Riley’s health troubles didn’t end with asthma. She developed severe food allergies early on to such staples as fish and eggs and nuts. We had to watch every little thing she ate. Those first few years were hard on all of us, but especially on Kelty, who was increasingly conscious that we were spending a lot of our time with his sick sister. He got angry and jealous and would sometimes complain, but we knew it was because he didn’t understand. We did our best to make sure he knew how much we loved him.
And there was no question that the big brother loved his little sister. He was always kissing and hugging her. Once, when he and Riley were playing Sleeping Beauty in the yard, he gave her a big smooch on the lips. But he had just eaten a peanut butter sandwich, and within minutes we were again rushing Riley to the hospital. We could never have cakes at birthday parties because of the eggs, so we’d have Jell-O cakes instead. The kids eventually grew accustomed to the restrictions, but Kerry and I remained constantly vigilant.

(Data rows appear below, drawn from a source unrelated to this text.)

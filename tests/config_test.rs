use std::env;
use std::fs;
use std::time::Duration;
use tempfile::TempDir;

use dbpool::PoolOptions;

/// Test loading configuration from a YAML file
#[test]
fn test_load_yaml_config() {
    let yaml = r#"
connection:
  host: db-1.example.com:27017
  user: app
  password: secret
  database: orders

pool:
  pool_size: 10
  fail_rate: 0.25
  universe: 16
  timeout_ms: 1000
  regenerate_secs: 5
"#;

    let temp_dir = TempDir::new().unwrap();
    let config_path = temp_dir.path().join("config.yaml");
    fs::write(&config_path, yaml).unwrap();

    let config = dbpool::config::load_from_yaml(&config_path).unwrap();

    assert_eq!(config.connection.host, "db-1.example.com:27017");
    assert_eq!(config.connection.user, "app");
    assert_eq!(config.connection.password, "secret");
    assert_eq!(config.connection.database, "orders");

    assert_eq!(config.pool.pool_size, 10);
    assert_eq!(config.pool.fail_rate, 0.25);
    assert_eq!(config.pool.universe, 16);
    assert_eq!(config.pool.timeout_ms, 1000);
    assert_eq!(config.pool.regenerate_secs, 5);
}

/// Test default values for a minimal file
#[test]
fn test_default_values() {
    let yaml = r#"
connection:
  host: db.example.com
"#;

    let temp_dir = TempDir::new().unwrap();
    let config_path = temp_dir.path().join("config.yaml");
    fs::write(&config_path, yaml).unwrap();

    let config = dbpool::config::load_from_yaml(&config_path).unwrap();

    assert_eq!(config.connection.host, "db.example.com");
    assert_eq!(config.connection.user, "");
    assert_eq!(config.connection.password, "");
    assert_eq!(config.connection.database, "");

    assert_eq!(config.pool.pool_size, 5);
    assert_eq!(config.pool.fail_rate, 0.5);
    assert_eq!(config.pool.universe, 0);
    assert_eq!(config.pool.timeout_ms, 0);
    assert_eq!(config.pool.regenerate_secs, 3);
}

/// Test loading configuration from environment variables
#[test]
fn test_load_env_config() {
    // Save original env vars
    let orig_host = env::var("DB_HOST").ok();
    let orig_user = env::var("DB_USER").ok();
    let orig_pass = env::var("DB_PASS").ok();
    let orig_name = env::var("DB_NAME").ok();
    let orig_size = env::var("DB_POOL_SIZE").ok();
    let orig_rate = env::var("DB_FAIL_RATE").ok();

    // Set test env vars
    env::set_var("DB_HOST", "env-db.test:27017");
    env::set_var("DB_USER", "env_user");
    env::set_var("DB_PASS", "env_pass");
    env::set_var("DB_NAME", "env_db");
    env::set_var("DB_POOL_SIZE", "7");
    env::set_var("DB_FAIL_RATE", "0.4");

    let config = dbpool::config::load_from_env().unwrap();

    assert_eq!(config.connection.host, "env-db.test:27017");
    assert_eq!(config.connection.user, "env_user");
    assert_eq!(config.connection.password, "env_pass");
    assert_eq!(config.connection.database, "env_db");
    assert_eq!(config.pool.pool_size, 7);
    assert_eq!(config.pool.fail_rate, 0.4);
    // Untouched settings keep their defaults
    assert_eq!(config.pool.regenerate_secs, 3);

    // Restore original env vars
    cleanup_env("DB_HOST", orig_host);
    cleanup_env("DB_USER", orig_user);
    cleanup_env("DB_PASS", orig_pass);
    cleanup_env("DB_NAME", orig_name);
    cleanup_env("DB_POOL_SIZE", orig_size);
    cleanup_env("DB_FAIL_RATE", orig_rate);
}

/// Out-of-range settings are normalized at option construction, not rejected
#[test]
fn test_options_from_config_are_clamped() {
    let yaml = r#"
connection:
  host: db.example.com

pool:
  pool_size: -1
  fail_rate: 2.5
  universe: 2
  timeout_ms: -50
  regenerate_secs: 0
"#;

    let temp_dir = TempDir::new().unwrap();
    let config_path = temp_dir.path().join("config.yaml");
    fs::write(&config_path, yaml).unwrap();

    let config = dbpool::config::load_from_yaml(&config_path).unwrap();
    let opts = PoolOptions::from_config(&config).normalized();

    assert_eq!(opts.pool_size, 5);
    assert_eq!(opts.fail_rate, 1.0);
    assert_eq!(opts.universe, 5);
    assert_eq!(opts.timeout, Duration::ZERO);
    assert_eq!(opts.regenerate, Duration::from_secs(3));
}

/// Helper function to cleanup environment variables
fn cleanup_env(key: &str, orig_val: Option<String>) {
    match orig_val {
        Some(val) => env::set_var(key, val),
        None => env::remove_var(key),
    }
}
//! Rate-based circuit breaker
//!
//! Tracks the outcomes of the most recent calls in a bounded sample window
//! (the "universe") and trips once the window is full and the failure ratio
//! exceeds the configured threshold. State transitions are published on a
//! broadcast channel so a single background listener can react without the
//! breaker ever blocking on it: the channel is bounded and a lagging listener
//! loses the oldest events first, in transition order.

use std::collections::VecDeque;
use std::future::Future;
use std::sync::atomic::{AtomicBool, Ordering};
use std::time::Duration;

use tokio::sync::{broadcast, Mutex};
use tracing::{debug, warn};

use crate::session::SessionError;

/// Bound on buffered, not-yet-consumed breaker events
const EVENT_BUFFER: usize = 32;

/// Breaker state-change events, in the order transitions occur
#[derive(Debug, Clone, Copy, PartialEq, Eq)]
pub enum BreakerEvent {
    /// The failure ratio reached the threshold; the breaker is open
    Tripped,

    /// Counters were cleared and the breaker re-closed; recovery is underway
    Reset,

    /// A single call was recorded as failed
    CallFailed,

    /// First success after a reset; the breaker is serving traffic again
    Ready,
}

impl BreakerEvent {
    /// Get a human-readable event name
    pub fn name(&self) -> &'static str {
        match self {
            BreakerEvent::Tripped => "tripped",
            BreakerEvent::Reset => "reset",
            BreakerEvent::CallFailed => "call-failed",
            BreakerEvent::Ready => "ready",
        }
    }
}

/// Configuration for breaker behavior
#[derive(Debug, Clone)]
pub struct BreakerConfig {
    /// Failure ratio in [0, 1] above which the breaker trips
    pub fail_rate: f64,

    /// Number of samples in the rolling window; the breaker only trips on a
    /// full window
    pub universe: usize,
}

impl Default for BreakerConfig {
    fn default() -> Self {
        Self {
            fail_rate: 0.5,
            universe: 5,
        }
    }
}

/// Error returned by [`RateBreaker::call`]
#[derive(Debug, thiserror::Error)]
pub enum CallError {
    #[error("call timed out after {0:?}")]
    Timeout(Duration),

    #[error(transparent)]
    Failed(#[from] SessionError),
}

/// Rolling window of call outcomes plus the probation flag set by a reset
struct OutcomeWindow {
    /// Most recent outcomes, oldest first; `true` records a failure
    samples: VecDeque<bool>,

    /// Failures currently inside the window
    failures: usize,

    /// Set by `reset`; cleared by the first success (emitting `Ready`) or by
    /// a trip
    probation: bool,
}

impl OutcomeWindow {
    fn push(&mut self, failed: bool, universe: usize) {
        if self.samples.len() == universe && self.samples.pop_front() == Some(true) {
            self.failures -= 1;
        }
        self.samples.push_back(failed);
        if failed {
            self.failures += 1;
        }
    }

    fn ratio(&self) -> f64 {
        if self.samples.is_empty() {
            return 0.0;
        }
        self.failures as f64 / self.samples.len() as f64
    }
}

/// Circuit breaker over a rolling failure-rate window
pub struct RateBreaker {
    config: BreakerConfig,
    window: Mutex<OutcomeWindow>,
    tripped: AtomicBool,
    events: broadcast::Sender<BreakerEvent>,
}

impl RateBreaker {
    /// Create a new breaker. `config.universe` must be at least 1; the pool
    /// options normalize it before construction.
    pub fn new(config: BreakerConfig) -> Self {
        let (events, _) = broadcast::channel(EVENT_BUFFER);
        Self {
            window: Mutex::new(OutcomeWindow {
                samples: VecDeque::with_capacity(config.universe),
                failures: 0,
                probation: false,
            }),
            config,
            tripped: AtomicBool::new(false),
            events,
        }
    }

    /// Subscribe to state-change events. Intended for one long-lived listener
    /// per manager; additional receivers see the same stream.
    pub fn subscribe(&self) -> broadcast::Receiver<BreakerEvent> {
        self.events.subscribe()
    }

    /// Whether the breaker is currently open
    pub fn is_tripped(&self) -> bool {
        self.tripped.load(Ordering::SeqCst)
    }

    /// Failure ratio over the current window (0.0 when empty)
    pub async fn failure_rate(&self) -> f64 {
        self.window.lock().await.ratio()
    }

    /// Record a successful call
    pub async fn record_success(&self) {
        let ready = {
            let mut window = self.window.lock().await;
            window.push(false, self.config.universe);
            if window.probation {
                window.probation = false;
                true
            } else {
                false
            }
        };
        if ready {
            debug!("breaker serving traffic again after reset");
            self.emit(BreakerEvent::Ready);
        }
    }

    /// Record a failed call; trips the breaker once the full window's failure
    /// ratio exceeds the threshold
    pub async fn record_failure(&self) {
        let should_trip = {
            let mut window = self.window.lock().await;
            window.push(true, self.config.universe);
            !self.is_tripped()
                && window.samples.len() >= self.config.universe
                && window.ratio() > self.config.fail_rate
        };
        self.emit(BreakerEvent::CallFailed);
        if should_trip {
            self.trip().await;
        }
    }

    /// Open the breaker. Emits `Tripped` on the transition; a no-op when
    /// already open.
    pub async fn trip(&self) {
        if self.tripped.swap(true, Ordering::SeqCst) {
            return;
        }
        {
            let mut window = self.window.lock().await;
            window.probation = false;
        }
        warn!(
            fail_rate = self.config.fail_rate,
            universe = self.config.universe,
            "circuit breaker tripped"
        );
        self.emit(BreakerEvent::Tripped);
    }

    /// Re-close the breaker, clearing the window and entering probation.
    /// Emits `Reset`; the first success afterwards emits `Ready`.
    pub async fn reset(&self) {
        self.tripped.store(false, Ordering::SeqCst);
        {
            let mut window = self.window.lock().await;
            window.samples.clear();
            window.failures = 0;
            window.probation = true;
        }
        debug!("circuit breaker reset");
        self.emit(BreakerEvent::Reset);
    }

    /// Run `work` and record its outcome. A `timeout` of zero applies no
    /// deadline. When the deadline elapses the wait is abandoned and counted
    /// as a failure; the work itself is not guaranteed to have stopped.
    pub async fn call<T, Fut>(&self, work: Fut, timeout: Duration) -> Result<T, CallError>
    where
        Fut: Future<Output = Result<T, SessionError>>,
    {
        if timeout.is_zero() {
            return match work.await {
                Ok(value) => {
                    self.record_success().await;
                    Ok(value)
                }
                Err(err) => {
                    self.record_failure().await;
                    Err(CallError::Failed(err))
                }
            };
        }

        match tokio::time::timeout(timeout, work).await {
            Ok(Ok(value)) => {
                self.record_success().await;
                Ok(value)
            }
            Ok(Err(err)) => {
                self.record_failure().await;
                Err(CallError::Failed(err))
            }
            Err(_) => {
                self.record_failure().await;
                Err(CallError::Timeout(timeout))
            }
        }
    }

    /// Send never blocks; with no receiver the event is simply dropped
    fn emit(&self, event: BreakerEvent) {
        let _ = self.events.send(event);
    }
}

Kelty was going to preschool by now, and when he was five, he began to play hockey at the Hollyburn Country Club. He not only loved the game but was a good player, earning a reputation as a gifted skater. Both kids were very active, always looking for that next adventure. When they weren’t outside careening down the driveway on trikes or bicycles, they were playing in the fort we’d built in the backyard beside the creek.
Although they were close, they developed that traditional love/hate relationship that siblings have. Kelty was madcap. Riley was a thinker, but she was more of a daredevil than her brother once she made up her mind to do something. They’d be fighting one second, and then a moment later they’d be screaming with laughter.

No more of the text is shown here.